Их визит был не совсем своевременным, так как они застали меня с распухшей щекой, слезящимися глазами и всеми прочими отвратительными симптомами, которые сопровождают ужасную простуду и зубную боль. Закутавшись с головы до пят в коричневую шаль, дрожа, чихая, кашляя и выглядя самым что ни на есть наихудшим образом, я, должно быть, представляла собой жалкое зрелище. Да к тому же Валентина поспешила "утешить" меня, сказав: "Ничего страшного, я предупредила Бориса, что вы выглядите просто ужасно. Вы знаете, его лучше было подготовить, чем вызвать у него шок и разочарование". Мне, вероятно, следовало бы поблагодарить свою горе-утешительницу за её деликатность и доброту, однако во мне кипело желание вместо этого короновать её своим словарём за то, что, во-первых, она вообще привела его, когда я была в таком виде, а во-вторых, её описание звучало так, будто я всегда выгляжу подобным образом. Но Войтехов оказался приятным парнем и, не обращая внимания на мой "ужасный вид", любезно прочитал мне вслух упомянутый рассказ. Несмотря на то, что я мысленно желала своим гостям оказаться за тысячу вёрст, я сочла очерк превосходным, что в данных обстоятельствах можно смело считать искренним комплиментом.

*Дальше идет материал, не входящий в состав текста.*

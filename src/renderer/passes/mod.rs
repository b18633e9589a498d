//! Render Passes
//!
//! Each pass implements [`RenderPass`]: it registers its shaders at
//! initialization, collects the scene components of its category during
//! `prepare_render`, binds programs from the registry by key and issues draw
//! calls in `render`, and drops its per-frame list in `clear_render_arr`.
//! The renderer invokes the passes in a fixed order each frame.

mod billboard;
mod depth_debug;
mod editor;
mod fog;
mod gizmo;
mod light_buffer;
mod line;
mod static_mesh;

pub use billboard::BillboardRenderPass;
pub use depth_debug::DepthDebugRenderPass;
pub use editor::EditorRenderPass;
pub use fog::FogRenderPass;
pub use gizmo::GizmoRenderPass;
pub use light_buffer::LightBufferPass;
pub use line::LineRenderPass;
pub use static_mesh::StaticMeshRenderPass;

use crate::renderer::buffers::BufferManager;
use crate::renderer::pipeline::{PipelineCache, ShaderModuleCache, ShaderRegistry};
use crate::renderer::viewport::{Viewport, ViewportRect};
use crate::scene::Scene;

/// Initialization context handed to every pass once, at renderer startup.
pub struct PassInit<'a> {
    pub device: &'a wgpu::Device,
    pub buffers: &'a mut BufferManager,
    pub shaders: &'a mut ShaderRegistry,
}

/// Per-frame context handed to every pass's `render`.
pub struct FrameContext<'a> {
    pub device: &'a wgpu::Device,
    pub queue: &'a wgpu::Queue,
    pub encoder: &'a mut wgpu::CommandEncoder,
    pub color_view: &'a wgpu::TextureView,
    pub depth_view: &'a wgpu::TextureView,
    pub color_format: wgpu::TextureFormat,
    pub depth_format: wgpu::TextureFormat,
    pub shaders: &'a ShaderRegistry,
    pub modules: &'a mut ShaderModuleCache,
    pub pipelines: &'a mut PipelineCache,
    pub buffers: &'a BufferManager,
}

/// One stage of the fixed per-frame pass sequence.
pub trait RenderPass {
    fn name(&self) -> &'static str;

    /// Registers shaders and creates GPU state. Compile failures are logged
    /// and leave the pass inert; they never abort renderer startup.
    fn initialize(&mut self, init: &mut PassInit<'_>);

    /// Collects this frame's objects of the pass's component category. No
    /// drawing.
    fn prepare_render(&mut self, scene: &Scene);

    /// Binds shaders and buffers and issues draw calls for the active
    /// viewport.
    fn render(&mut self, frame: &mut FrameContext<'_>, viewport: &Viewport);

    /// Drops the per-frame object list.
    fn clear_render_arr(&mut self);
}

// ── Shared GPU helpers ───────────────────────────────────────────────────────

pub(crate) fn uniform_layout_entry(
    binding: u32,
    visibility: wgpu::ShaderStages,
    has_dynamic_offset: bool,
) -> wgpu::BindGroupLayoutEntry {
    wgpu::BindGroupLayoutEntry {
        binding,
        visibility,
        ty: wgpu::BindingType::Buffer {
            ty: wgpu::BufferBindingType::Uniform,
            has_dynamic_offset,
            min_binding_size: None,
        },
        count: None,
    }
}

pub(crate) fn depth_texture_layout_entry(binding: u32) -> wgpu::BindGroupLayoutEntry {
    wgpu::BindGroupLayoutEntry {
        binding,
        visibility: wgpu::ShaderStages::FRAGMENT,
        ty: wgpu::BindingType::Texture {
            sample_type: wgpu::TextureSampleType::Depth,
            view_dimension: wgpu::TextureViewDimension::D2,
            multisampled: false,
        },
        count: None,
    }
}

pub(crate) fn single_uniform_bind_group(
    device: &wgpu::Device,
    label: &str,
    layout: &wgpu::BindGroupLayout,
    buffer: &wgpu::Buffer,
) -> wgpu::BindGroup {
    device.create_bind_group(&wgpu::BindGroupDescriptor {
        label: Some(label),
        layout,
        entries: &[wgpu::BindGroupEntry {
            binding: 0,
            resource: buffer.as_entire_binding(),
        }],
    })
}

pub(crate) fn apply_viewport(rpass: &mut wgpu::RenderPass<'_>, rect: ViewportRect) {
    rpass.set_viewport(rect.x, rect.y, rect.width, rect.height, 0.0, 1.0);
}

Эта история является абсолютной правдой и повествует о десятилетнем мальчике, чьи волосы действительно начали седеть в тот день, когда нацисты заставили его, стоя в стороне, смотреть, как они пытали его мать до смерти. "Его забрали с собой моряки, дав ему морскую форму и боевое оружие. Вместе с ними он проходил с боями у Перекопа. Не расставаясь со взрослыми друзьями в тяжёлые минуты танковых немецких атак, всю зиму и весну он пролежал в окопах, защищая незнакомый ему Севастополь. Дважды он был ранен …
Война старит детей. Как-то сразу повзрослевший, он научился хорошо лазить по-пластунски, метать гранаты, стрелять из трофейного оружия, подолгу не есть в разведке, а главное – исполнять на губной гармошке 'Тирольский марш'. Этим тирольским маршем он дурачил немецких простофиль, допрашивавших его о причине его появлений в районах передовых позиций, и, нимало не смущаясь, весело представлялся: 'Здрасьте! Я сын кулака144!'
На этот раз офицер не поверил … Они поймали его в тот самый момент, когда он, перегруженный шкодовскими автоматами, штабными документами в красивых клеёнчатых переплётах, узорчатыми картами, испещрёнными цифрами и линиями направлений, возвращался домой из двенадцатой разведки за месяц. Поэтому, отдавая приказания солдатам, унтер сказал: 'Сделайте этому храброму русскому мальчику христианскую голгофу'. Это не было шуткой. Мальчика распяли на кресте. Этого могло и не быть, если бы он сказал 'правду'. Мальчик молчал и не плакал. Тогда под его ноги положили хворост и подожгли его. Мальчик молчал. Обжигая ноги, костёр поджёг крест. Перегорев в своём основании, крест с мальчиком рухнул наземь. Немцы были уверены, что 'Севастопольский Иисус' умер.
Ночью моряки вышли на розыски. Приняв две атаки, на верёвке они втянули в первый окоп дымящийся крест. Мальчик жил. Теперь он совсем поседел … Его пятки были сожжены и обуглены, а ступни ног проколоты штыками. К искалеченному разведчику приставили старика. Старик был черноморским матросом, который прослужил 60 лет во флоте. Во время новой осады Севастополя он явился в морскую пехоту и попросился 'в дело'. Старика взяли. Но 'в дело' его не пускали, хотя он пользовался всеобщим уважением … Ему-то и поручили вылечить мальчика.